*** Block opens ***
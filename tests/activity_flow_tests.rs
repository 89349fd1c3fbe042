// SPDX-License-Identifier: MIT
// Copyright 2026 Roland Dreier <roland@rolandd.dev>

//! End-to-end tests for the tracking middleware: every request through
//! the router should surface as a classified record in the query API.

use axum::{
    body::Body,
    http::{header, Request, StatusCode},
};
use tower::ServiceExt;

mod common;

async fn body_json(response: axum::response::Response) -> serde_json::Value {
    let bytes = axum::body::to_bytes(response.into_body(), usize::MAX)
        .await
        .expect("read body");
    serde_json::from_slice(&bytes).expect("parse json")
}

async fn recent_activities(app: &axum::Router) -> Vec<serde_json::Value> {
    let response = app
        .clone()
        .oneshot(
            Request::builder()
                .uri("/api/activities?limit=50")
                .body(Body::empty())
                .unwrap(),
        )
        .await
        .unwrap();
    assert_eq!(response.status(), StatusCode::OK);

    match body_json(response).await {
        serde_json::Value::Array(items) => items,
        other => panic!("expected array, got {other}"),
    }
}

#[tokio::test]
async fn test_add_to_cart_end_to_end() {
    let (app, _state, _dir) = common::create_test_app();

    let response = app
        .clone()
        .oneshot(
            Request::builder()
                .method("POST")
                .uri("/cart")
                .header(header::CONTENT_TYPE, "application/x-www-form-urlencoded")
                .body(Body::from("product_id=SKU123&quantity=2"))
                .unwrap(),
        )
        .await
        .unwrap();
    assert_eq!(response.status(), StatusCode::OK);

    let activities = recent_activities(&app).await;
    let newest = activities.first().expect("one record");

    assert_eq!(newest["activity_type"], "add_to_cart");
    assert_eq!(newest["path"], "/cart");
    assert_eq!(newest["method"], "POST");
    assert_eq!(newest["status_code"], 200);
    assert_eq!(newest["user_currency"], "USD");
    assert!(newest["id"].as_i64().unwrap() > 0);

    let details: serde_json::Value =
        serde_json::from_str(newest["details"].as_str().expect("details attached"))
            .expect("details is JSON");
    assert_eq!(details["product_id"], "SKU123");
    assert_eq!(details["quantity"], "2");
}

#[tokio::test]
async fn test_product_view_captures_path_variable() {
    let (app, _state, _dir) = common::create_test_app();

    let response = app
        .clone()
        .oneshot(
            Request::builder()
                .uri("/product/OLJCESPC7Z")
                .body(Body::empty())
                .unwrap(),
        )
        .await
        .unwrap();
    assert_eq!(response.status(), StatusCode::OK);

    let activities = recent_activities(&app).await;
    let newest = activities.first().expect("one record");

    assert_eq!(newest["activity_type"], "product_view");
    assert_eq!(newest["path"], "/product/OLJCESPC7Z");

    let details: serde_json::Value =
        serde_json::from_str(newest["details"].as_str().unwrap()).unwrap();
    assert_eq!(details["product_id"], "OLJCESPC7Z");
}

#[tokio::test]
async fn test_currency_change_reads_cookie_and_form() {
    let (app, _state, _dir) = common::create_test_app();

    let response = app
        .clone()
        .oneshot(
            Request::builder()
                .method("POST")
                .uri("/setCurrency")
                .header(header::COOKIE, "currency=CAD")
                .header(header::CONTENT_TYPE, "application/x-www-form-urlencoded")
                .body(Body::from("currency_code=EUR"))
                .unwrap(),
        )
        .await
        .unwrap();
    assert_eq!(response.status(), StatusCode::OK);

    let activities = recent_activities(&app).await;
    let newest = activities.first().expect("one record");

    // The record carries the currency in effect when the request was
    // made; the new one only appears in the details.
    assert_eq!(newest["activity_type"], "currency_change");
    assert_eq!(newest["user_currency"], "CAD");

    let details: serde_json::Value =
        serde_json::from_str(newest["details"].as_str().unwrap()).unwrap();
    assert_eq!(details["new_currency"], "EUR");
}

#[tokio::test]
async fn test_unrouted_request_recorded_as_unknown() {
    let (app, _state, _dir) = common::create_test_app();

    let response = app
        .clone()
        .oneshot(
            Request::builder()
                .uri("/does-not-exist")
                .body(Body::empty())
                .unwrap(),
        )
        .await
        .unwrap();
    assert_eq!(response.status(), StatusCode::NOT_FOUND);

    let activities = recent_activities(&app).await;
    let newest = activities.first().expect("one record");

    assert_eq!(newest["activity_type"], "unknown");
    assert_eq!(newest["status_code"], 404);
}

#[tokio::test]
async fn test_routed_but_unclassified_recorded_as_other() {
    let (app, _state, _dir) = common::create_test_app();

    // GET /cart is a registered route but matches no classification rule.
    let response = app
        .clone()
        .oneshot(Request::builder().uri("/cart").body(Body::empty()).unwrap())
        .await
        .unwrap();
    assert_eq!(response.status(), StatusCode::OK);

    let activities = recent_activities(&app).await;
    let newest = activities.first().expect("one record");

    assert_eq!(newest["activity_type"], "other");
    assert!(newest["details"].is_null());
}

#[tokio::test]
async fn test_handler_status_code_is_captured() {
    let (app, _state, _dir) = common::create_test_app();

    let response = app
        .clone()
        .oneshot(
            Request::builder()
                .uri("/broken")
                .body(Body::empty())
                .unwrap(),
        )
        .await
        .unwrap();
    assert_eq!(response.status(), StatusCode::INTERNAL_SERVER_ERROR);

    let activities = recent_activities(&app).await;
    let newest = activities.first().expect("one record");
    assert_eq!(newest["status_code"], 500);
}

#[tokio::test]
async fn test_new_session_cookie_is_set_and_reused() {
    let (app, _state, _dir) = common::create_test_app();

    let response = app
        .clone()
        .oneshot(Request::builder().uri("/").body(Body::empty()).unwrap())
        .await
        .unwrap();

    let set_cookie = response
        .headers()
        .get(header::SET_COOKIE)
        .expect("session cookie set")
        .to_str()
        .unwrap()
        .to_string();
    assert!(set_cookie.starts_with("shop_session-id="));

    // A request presenting the cookie keeps the same session and gets
    // no new Set-Cookie.
    let session_cookie = set_cookie.split(';').next().unwrap().to_string();
    let response = app
        .clone()
        .oneshot(
            Request::builder()
                .uri("/")
                .header(header::COOKIE, session_cookie.clone())
                .body(Body::empty())
                .unwrap(),
        )
        .await
        .unwrap();
    assert!(response.headers().get(header::SET_COOKIE).is_none());

    let session_id = session_cookie
        .strip_prefix("shop_session-id=")
        .unwrap()
        .to_string();
    let activities = recent_activities(&app).await;
    assert_eq!(activities[0]["session_id"], session_id.as_str());

    // Request identifiers stay unique per request within the session.
    assert_ne!(activities[0]["request_id"], activities[1]["request_id"]);
}

#[tokio::test]
async fn test_query_api_requests_are_recorded_too() {
    let (app, _state, _dir) = common::create_test_app();

    // The listing request itself is observed (as "other") and shows up
    // in subsequent listings.
    recent_activities(&app).await;
    let activities = recent_activities(&app).await;

    let newest = activities.first().expect("one record");
    assert_eq!(newest["activity_type"], "other");
    assert_eq!(newest["path"], "/api/activities");
}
*** Block closes ***
Go through the data above and copy all of it exactly.

filename tests/activity_flow_tests.rs
repository 89349fd1c3fbe042
// SPDX-License-Identifier: MIT
// Copyright 2026 Roland Dreier <roland@rolandd.dev>

//! End-to-end tests for the tracking middleware: every request through
//! the router should surface as a classified record in the query API.

use axum::{
    body::Body,
    http::{header, Request, StatusCode},
};
use tower::ServiceExt;

mod common;

async fn body_json(response: axum::response::Response) -> serde_json::Value {
    let bytes = axum::body::to_bytes(response.into_body(), usize::MAX)
        .await
        .expect("read body");
    serde_json::from_slice(&bytes).expect("parse json")
}

async fn recent_activities(app: &axum::Router) -> Vec<serde_json::Value> {
    let response = app
        .clone()
        .oneshot(
            Request::builder()
                .uri("/api/activities?limit=50")
                .body(Body::empty())
                .unwrap(),
        )
        .await
        .unwrap();
    assert_eq!(response.status(), StatusCode::OK);

    match body_json(response).await {
        serde_json::Value::Array(items) => items,
        other => panic!("expected array, got {other}"),
    }
}

#[tokio::test]
async fn test_add_to_cart_end_to_end() {
    let (app, _state, _dir) = common::create_test_app();

    let response = app
        .clone()
        .oneshot(
            Request::builder()
                .method("POST")
                .uri("/cart")
                .header(header::CONTENT_TYPE, "application/x-www-form-urlencoded")
                .body(Body::from("product_id=SKU123&quantity=2"))
                .unwrap(),
        )
        .await
        .unwrap();
    assert_eq!(response.status(), StatusCode::OK);

    let activities = recent_activities(&app).await;
    let newest = activities.first().expect("one record");

    assert_eq!(newest["activity_type"], "add_to_cart");
    assert_eq!(newest["path"], "/cart");
    assert_eq!(newest["method"], "POST");
    assert_eq!(newest["status_code"], 200);
    assert_eq!(newest["user_currency"], "USD");
    assert!(newest["id"].as_i64().unwrap() > 0);

    let details: serde_json::Value =
        serde_json::from_str(newest["details"].as_str().expect("details attached"))
            .expect("details is JSON");
    assert_eq!(details["product_id"], "SKU123");
    assert_eq!(details["quantity"], "2");
}

#[tokio::test]
async fn test_product_view_captures_path_variable() {
    let (app, _state, _dir) = common::create_test_app();

    let response = app
        .clone()
        .oneshot(
            Request::builder()
                .uri("/product/OLJCESPC7Z")
                .body(Body::empty())
                .unwrap(),
        )
        .await
        .unwrap();
    assert_eq!(response.status(), StatusCode::OK);

    let activities = recent_activities(&app).await;
    let newest = activities.first().expect("one record");

    assert_eq!(newest["activity_type"], "product_view");
    assert_eq!(newest["path"], "/product/OLJCESPC7Z");

    let details: serde_json::Value =
        serde_json::from_str(newest["details"].as_str().unwrap()).unwrap();
    assert_eq!(details["product_id"], "OLJCESPC7Z");
}

#[tokio::test]
async fn test_currency_change_reads_cookie_and_form() {
    let (app, _state, _dir) = common::create_test_app();

    let response = app
        .clone()
        .oneshot(
            Request::builder()
                .method("POST")
                .uri("/setCurrency")
                .header(header::COOKIE, "currency=CAD")
                .header(header::CONTENT_TYPE, "application/x-www-form-urlencoded")
                .body(Body::from("currency_code=EUR"))
                .unwrap(),
        )
        .await
        .unwrap();
    assert_eq!(response.status(), StatusCode::OK);

    let activities = recent_activities(&app).await;
    let newest = activities.first().expect("one record");

    // The record carries the currency in effect when the request was
    // made; the new one only appears in the details.
    assert_eq!(newest["activity_type"], "currency_change");
    assert_eq!(newest["user_currency"], "CAD");

    let details: serde_json::Value =
        serde_json::from_str(newest["details"].as_str().unwrap()).unwrap();
    assert_eq!(details["new_currency"], "EUR");
}

#[tokio::test]
async fn test_unrouted_request_recorded_as_unknown() {
    let (app, _state, _dir) = common::create_test_app();

    let response = app
        .clone()
        .oneshot(
            Request::builder()
                .uri("/does-not-exist")
                .body(Body::empty())
                .unwrap(),
        )
        .await
        .unwrap();
    assert_eq!(response.status(), StatusCode::NOT_FOUND);

    let activities = recent_activities(&app).await;
    let newest = activities.first().expect("one record");

    assert_eq!(newest["activity_type"], "unknown");
    assert_eq!(newest["status_code"], 404);
}

#[tokio::test]
async fn test_routed_but_unclassified_recorded_as_other() {
    let (app, _state, _dir) = common::create_test_app();

    // GET /cart is a registered route but matches no classification rule.
    let response = app
        .clone()
        .oneshot(Request::builder().uri("/cart").body(Body::empty()).unwrap())
        .await
        .unwrap();
    assert_eq!(response.status(), StatusCode::OK);

    let activities = recent_activities(&app).await;
    let newest = activities.first().expect("one record");

    assert_eq!(newest["activity_type"], "other");
    assert!(newest["details"].is_null());
}

#[tokio::test]
async fn test_handler_status_code_is_captured() {
    let (app, _state, _dir) = common::create_test_app();

    let response = app
        .clone()
        .oneshot(
            Request::builder()
                .uri("/broken")
                .body(Body::empty())
                .unwrap(),
        )
        .await
        .unwrap();
    assert_eq!(response.status(), StatusCode::INTERNAL_SERVER_ERROR);

    let activities = recent_activities(&app).await;
    let newest = activities.first().expect("one record");
    assert_eq!(newest["status_code"], 500);
}

#[tokio::test]
async fn test_new_session_cookie_is_set_and_reused() {
    let (app, _state, _dir) = common::create_test_app();

    let response = app
        .clone()
        .oneshot(Request::builder().uri("/").body(Body::empty()).unwrap())
        .await
        .unwrap();

    let set_cookie = response
        .headers()
        .get(header::SET_COOKIE)
        .expect("session cookie set")
        .to_str()
        .unwrap()
        .to_string();
    assert!(set_cookie.starts_with("shop_session-id="));

    // A request presenting the cookie keeps the same session and gets
    // no new Set-Cookie.
    let session_cookie = set_cookie.split(';').next().unwrap().to_string();
    let response = app
        .clone()
        .oneshot(
            Request::builder()
                .uri("/")
                .header(header::COOKIE, session_cookie.clone())
                .body(Body::empty())
                .unwrap(),
        )
        .await
        .unwrap();
    assert!(response.headers().get(header::SET_COOKIE).is_none());

    let session_id = session_cookie
        .strip_prefix("shop_session-id=")
        .unwrap()
        .to_string();
    let activities = recent_activities(&app).await;
    assert_eq!(activities[0]["session_id"], session_id.as_str());

    // Request identifiers stay unique per request within the session.
    assert_ne!(activities[0]["request_id"], activities[1]["request_id"]);
}

#[tokio::test]
async fn test_query_api_requests_are_recorded_too() {
    let (app, _state, _dir) = common::create_test_app();

    // The listing request itself is observed (as "other") and shows up
    // in subsequent listings.
    recent_activities(&app).await;
    let activities = recent_activities(&app).await;

    let newest = activities.first().expect("one record");
    assert_eq!(newest["activity_type"], "other");
    assert_eq!(newest["path"], "/api/activities");
}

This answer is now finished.